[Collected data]

Segment Open

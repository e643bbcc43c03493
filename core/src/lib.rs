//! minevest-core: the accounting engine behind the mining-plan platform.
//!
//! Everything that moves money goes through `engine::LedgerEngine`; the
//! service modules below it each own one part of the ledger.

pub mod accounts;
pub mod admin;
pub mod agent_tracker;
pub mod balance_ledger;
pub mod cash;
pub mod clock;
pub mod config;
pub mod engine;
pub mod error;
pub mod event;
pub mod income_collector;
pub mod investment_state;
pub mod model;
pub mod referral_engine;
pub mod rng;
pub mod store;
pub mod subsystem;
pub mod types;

Segment Closed

▸ Task goal
The answer must be the line containing "pub mod cash;" and every line after it to the end of the data, each set down exactly.

▸ Exercise result
pub mod cash;
pub mod clock;
pub mod config;
pub mod engine;
pub mod error;
pub mod event;
pub mod income_collector;
pub mod investment_state;
pub mod model;
pub mod referral_engine;
pub mod rng;
pub mod store;
pub mod subsystem;
pub mod types;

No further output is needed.